SOMETIMES, you feel like the child dumped in the back seat of the car by his parents who breaks the silence during an interminable journey, with that plaintive cry: "Are we there yet?" Only to follow it up with another classic: "Where are we going anyway, Dad?"

The venue for this season's FA Cup, whether it be Wembley or the Millennium Stadium, remains about the most intriguing aspect of a tournament that in recent years has been so abused and insulted it should be in a refuge for battered icons.

There are times when you wonder whether the grand old pot will ever recover its lustre, the powers-that-be having simply failed to protect what should have been a Grade I Listed sporting property. Now admittedly, I approach this subject from a slightly biased perspective . . .

one which regards thirdround Saturday as a sacred day on the calendar. A day when we should pause for a moment and recall such moments as Ronnie Radford and Ricky George's goals for Hereford against Newcastle in 1972 or Wrexham's Mickey Thomas who caused such trouble for Arsenal 20 years later. These were occasions when the bulging egos of the managerial leviathans were badly bruised and reputations were smashed.

We still look back fondly on days which evoke sepia-tinged images of mud-heaps for pitches and umpteen replays.

Did you know that the fourth qualifying round tie between Alvechurch and Oxford City in 1972 took six matches and 11 hours before the former eventually prevailed? They were days when the FA Cup could represent a serial relationship between two sides;

not as Arsene Wenger and Alex Ferguson would now prefer it, a one-night stand in their desire to turn their clubs' progress into a fast track to the final.

Dispensing with replays for teams in Europe?
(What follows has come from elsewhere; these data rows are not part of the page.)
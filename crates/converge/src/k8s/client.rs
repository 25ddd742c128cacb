//! Kubernetes cluster connection management.

use std::time::Duration;

use k8s_openapi::apimachinery::pkg::version::Info;
use kube::{
	config::{KubeConfigOptions, Kubeconfig, KubeconfigError},
	Client, Config,
};
use thiserror::Error;
use tracing::instrument;

/// Default timeout for Kubernetes API requests.
const DEFAULT_API_TIMEOUT: Duration = Duration::from_secs(30);

/// Errors that can occur when connecting to a Kubernetes cluster.
#[derive(Debug, Error)]
pub enum ConnectionError {
	#[error("no context named `{0}` was found. Please check your $KUBECONFIG")]
	ContextNotFound(String),

	#[error(transparent)]
	Kubeconfig(#[from] KubeconfigError),

	#[error(transparent)]
	Kube(#[from] kube::Error),
}

/// Represents a connection to a Kubernetes cluster.
#[derive(Clone)]
pub struct ClusterConnection {
	client: Client,
	server_version: Info,
	/// Human-readable identifier for the cluster (context name or API server URL).
	cluster_identifier: String,
}

impl std::fmt::Debug for ClusterConnection {
	fn fmt(&self, f: &mut std::fmt::Formatter<'_>) -> std::fmt::Result {
		f.debug_struct("ClusterConnection")
			.field("cluster_identifier", &self.cluster_identifier)
			.field("server_version", &self.server_version)
			.finish_non_exhaustive()
	}
}

impl ClusterConnection {
	/// Connect using `$KUBECONFIG`, with an optional context override.
	#[instrument(skip_all)]
	pub async fn connect(context: Option<&str>) -> Result<Self, ConnectionError> {
		let kubeconfig = Kubeconfig::read()?;
		Self::from_kubeconfig(kubeconfig, context).await
	}

	/// Connect using a provided kubeconfig.
	///
	/// Without `context` the kubeconfig's current context is used.
	#[instrument(skip(kubeconfig))]
	pub async fn from_kubeconfig(
		kubeconfig: Kubeconfig,
		context: Option<&str>,
	) -> Result<Self, ConnectionError> {
		if let Some(name) = context {
			if !kubeconfig.contexts.iter().any(|c| c.name == name) {
				return Err(ConnectionError::ContextNotFound(name.to_string()));
			}
		}

		let context_name = context
			.map(str::to_string)
			.or_else(|| kubeconfig.current_context.clone());

		let mut config = Config::from_custom_kubeconfig(
			kubeconfig,
			&KubeConfigOptions {
				context: context.map(str::to_string),
				..Default::default()
			},
		)
		.await?;

		let cluster_identifier = match context_name {
			Some(name) => format!("context:{name}"),
			None => config.cluster_url.to_string(),
		};
		tracing::debug!(cluster = %cluster_identifier, "connecting");

		config.read_timeout = Some(DEFAULT_API_TIMEOUT);
		let client = Client::try_from(config)?;
		let server_version = client.apiserver_version().await?;

		Ok(Self {
			client,
			server_version,
			cluster_identifier,
		})
	}

	/// Get a reference to the underlying kube client.
	pub fn client(&self) -> &Client {
		&self.client
	}

	/// Version reported by the API server when the connection was opened.
	pub fn server_version(&self) -> &Info {
		&self.server_version
	}

	pub fn cluster_identifier(&self) -> &str {
		&self.cluster_identifier
	}
}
The competition has surely been downgraded enough already since those times when replays were played the following week. Since the disappearance of the European Cup Winners' Cup the victors are now rewarded with nothing more seductive than that metaphor for tedium and irrelevance, the revamped Uefa Cup.
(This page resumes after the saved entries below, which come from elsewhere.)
//! Kubernetes API resource discovery.
//!
//! The catalog is built once by querying the cluster's discovery API and
//! answers two questions: which [`ResourceKind`] (with scope) a manifest
//! denotes, and which optional integrations the cluster actually serves.

use std::collections::HashMap;

use kube::{core::GroupVersionKind, Client, Discovery};
use thiserror::Error;
use tracing::instrument;

use crate::{
	index::{Capabilities, OwnedKinds},
	kind::{ResourceKind, ResourceScope},
	object::{DesiredObject, ObjectError},
};

/// Errors that can occur during API resource discovery.
#[derive(Debug, Error)]
pub enum CatalogError {
	#[error("full API discovery failed")]
	FullDiscovery(#[source] kube::Error),

	#[error("manifest missing apiVersion or kind")]
	MissingApiVersionOrKind,

	#[error("unknown resource type: {api_version}/{kind}")]
	UnknownResourceType { api_version: String, kind: String },

	#[error("building desired object")]
	Object(#[source] ObjectError),
}

/// Create a GroupVersionKind from an apiVersion string and kind.
fn gvk_from_api_version(api_version: &str, kind: &str) -> GroupVersionKind {
	let (group, version) = api_version.split_once('/').unwrap_or(("", api_version));
	GroupVersionKind::gvk(group, version, kind)
}

/// Resource kinds served by a cluster.
#[derive(Debug, Clone, Default)]
pub struct ApiCatalog {
	kinds: HashMap<GroupVersionKind, ResourceKind>,
}

impl ApiCatalog {
	/// Build the catalog from the cluster's discovery API.
	///
	/// Uses aggregated discovery (two API calls) and falls back to full
	/// discovery for clusters that do not support it.
	#[instrument(skip_all)]
	pub async fn discover(client: &Client) -> Result<Self, CatalogError> {
		match Discovery::new(client.clone()).run_aggregated().await {
			Ok(discovery) => {
				tracing::debug!("using aggregated discovery");
				Ok(Self::from_discovery(&discovery))
			}
			Err(e) => {
				tracing::debug!(error = %e, "aggregated discovery not available, using full discovery");
				let discovery = Discovery::new(client.clone())
					.run()
					.await
					.map_err(CatalogError::FullDiscovery)?;
				Ok(Self::from_discovery(&discovery))
			}
		}
	}

	fn from_discovery(discovery: &Discovery) -> Self {
		let mut kinds = HashMap::new();
		for group in discovery.groups() {
			// All versions, not just the recommended one, so manifests may
			// use any served version.
			for version in group.versions() {
				for (ar, caps) in group.versioned_resources(version) {
					let kind = ResourceKind::from_api_resource(&ar, ResourceScope::from(&caps.scope));
					kinds.insert(kind.gvk(), kind);
				}
			}
		}
		tracing::debug!(kinds = kinds.len(), "discovered API resources");
		Self { kinds }
	}

	/// Catalog serving exactly `kinds`.
	pub fn from_kinds(kinds: impl IntoIterator<Item = ResourceKind>) -> Self {
		Self {
			kinds: kinds.into_iter().map(|k| (k.gvk(), k)).collect(),
		}
	}

	pub fn len(&self) -> usize {
		self.kinds.len()
	}

	pub fn is_empty(&self) -> bool {
		self.kinds.is_empty()
	}

	pub fn resolve(&self, api_version: &str, kind: &str) -> Result<ResourceKind, CatalogError> {
		self.kinds
			.get(&gvk_from_api_version(api_version, kind))
			.cloned()
			.ok_or_else(|| CatalogError::UnknownResourceType {
				api_version: api_version.to_string(),
				kind: kind.to_string(),
			})
	}

	/// Turn a raw manifest into a desired object of the kind it declares.
	pub fn resolve_manifest(&self, manifest: serde_json::Value) -> Result<DesiredObject, CatalogError> {
		let api_version = manifest.get("apiVersion").and_then(serde_json::Value::as_str);
		let kind = manifest.get("kind").and_then(serde_json::Value::as_str);
		let (Some(api_version), Some(kind)) = (api_version, kind) else {
			return Err(CatalogError::MissingApiVersionOrKind);
		};
		let kind = self.resolve(api_version, kind)?;
		DesiredObject::from_manifest(kind, manifest).map_err(CatalogError::Object)
	}

	pub fn serves(&self, kind: &ResourceKind) -> bool {
		self.kinds.contains_key(&kind.gvk())
	}

	/// Requested capabilities whose gated kinds are all served.
	pub fn available_capabilities(&self, requested: &Capabilities, kinds: &OwnedKinds) -> Capabilities {
		requested
			.iter()
			.filter(|capability| {
				let missing: Vec<_> = kinds
					.iter()
					.filter(|k| k.requires == Some(*capability) && !self.serves(&k.kind))
					.map(|k| k.kind.to_string())
					.collect();
				if !missing.is_empty() {
					tracing::warn!(?capability, missing = ?missing, "capability enabled but not served by the cluster");
				}
				missing.is_empty()
			})
			.collect()
	}
}

#[cfg(test)]
mod tests {
	use assert_matches::assert_matches;
	use serde_json::json;

	use super::*;
	use crate::index::Capability;

	fn catalog() -> ApiCatalog {
		ApiCatalog::from_kinds([
			ResourceKind::config_map(),
			ResourceKind::ingress(),
			ResourceKind::cluster_role(),
			ResourceKind::service_monitor(),
		])
	}

	#[test]
	fn test_resolve_carries_scope() {
		let catalog = catalog();
		assert!(catalog.resolve("v1", "ConfigMap").unwrap().is_namespaced());
		assert!(!catalog
			.resolve("rbac.authorization.k8s.io/v1", "ClusterRole")
			.unwrap()
			.is_namespaced());
		assert_matches!(
			catalog.resolve("apps/v1", "Deployment"),
			Err(CatalogError::UnknownResourceType { kind, .. }) if kind == "Deployment"
		);
	}

	#[test]
	fn test_resolve_manifest() {
		let desired = catalog()
			.resolve_manifest(json!({
				"apiVersion": "networking.k8s.io/v1",
				"kind": "Ingress",
				"metadata": { "name": "query" },
				"spec": {}
			}))
			.unwrap();
		assert_eq!(desired.kind(), &ResourceKind::ingress());

		assert_matches!(
			catalog().resolve_manifest(json!({ "kind": "Ingress" })),
			Err(CatalogError::MissingApiVersionOrKind)
		);
	}

	#[test]
	fn test_capability_needs_every_gated_kind() {
		let requested = Capabilities::none()
			.with(Capability::Monitoring)
			.with(Capability::Routing);

		// PrometheusRule and Route are not served.
		let available = catalog().available_capabilities(&requested, &OwnedKinds::default());
		assert_eq!(available, Capabilities::none());

		let full = ApiCatalog::from_kinds([
			ResourceKind::service_monitor(),
			ResourceKind::prometheus_rule(),
			ResourceKind::route(),
		]);
		assert_eq!(full.available_capabilities(&requested, &OwnedKinds::default()), requested);
		assert_eq!(
			full.available_capabilities(&Capabilities::none(), &OwnedKinds::default()),
			Capabilities::none()
		);
	}
}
Of course, we will never return to the days when the FA Cup truly did have a unique fascination. Everton's 1995 triumph was the only occasion since the creation of the Premiership and the concentration of power within the Big Four that another club has intruded in that cartel's domination.

No wonder clubs are inhibited by the belief that winning the FA Cup is beyond them. Reading's Steve Coppell made that claim earlier in the season and the facts generally support him. Though, in truth, if his men overcome Manchester United in Tuesday night's replay, he may possibly have cause to review that opinion.

But just contrast the Premiership years with the 46 post-War years prior to 1992.

In that period, no fewer than 23 different clubs lifted the trophy when the FA Cup genuinely can be said to have spread its favours around generously. It is imperative to the health of the game that the FA Cup does not go the way of the League Cup.

Today, the competition has become no more than an afterthought for many clubs.

On Tuesday night, the combined effects of United's fixture congestion and Reading's proximity to a conceivable European place means that the Royals and the Champions-elect will entertain the BBC's prime-time audience with starting line-ups containing possibly eight players in each side who wouldn't normally be first choice.

Though the BBC's viewing figures for live FA Cup football are not exactly in spiralling decline, neither do they suggest that the nation is agog at the prospect. Upgrading the winner of the FA Cup to the Champions League is an absolute non-starter. But what is required is a renewed respect for the competition. It will never receive the buffing up it needs until the Fergusons and Coppells of this world declare unambiguously that they are up for the Cup and deploy the teams that allow us to once again realise the magic of the Cup.